[Stored data]
== Segment start ==

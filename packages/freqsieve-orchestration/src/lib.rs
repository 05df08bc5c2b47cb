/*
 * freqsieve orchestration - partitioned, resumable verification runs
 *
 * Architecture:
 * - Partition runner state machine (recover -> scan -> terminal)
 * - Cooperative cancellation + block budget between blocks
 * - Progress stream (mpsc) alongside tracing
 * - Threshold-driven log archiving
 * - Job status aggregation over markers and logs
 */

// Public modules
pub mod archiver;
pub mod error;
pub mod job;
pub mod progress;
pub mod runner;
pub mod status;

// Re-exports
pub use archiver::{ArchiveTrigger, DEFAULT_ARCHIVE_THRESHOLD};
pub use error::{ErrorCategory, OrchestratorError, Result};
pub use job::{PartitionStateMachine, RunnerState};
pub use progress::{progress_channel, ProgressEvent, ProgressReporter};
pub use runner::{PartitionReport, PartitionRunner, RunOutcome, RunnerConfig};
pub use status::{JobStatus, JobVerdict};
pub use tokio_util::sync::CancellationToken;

== Segment end ==

Go through the records above, find every line with the word "archiver", and list those lines.

pub mod archiver;
pub use archiver::{ArchiveTrigger, DEFAULT_ARCHIVE_THRESHOLD};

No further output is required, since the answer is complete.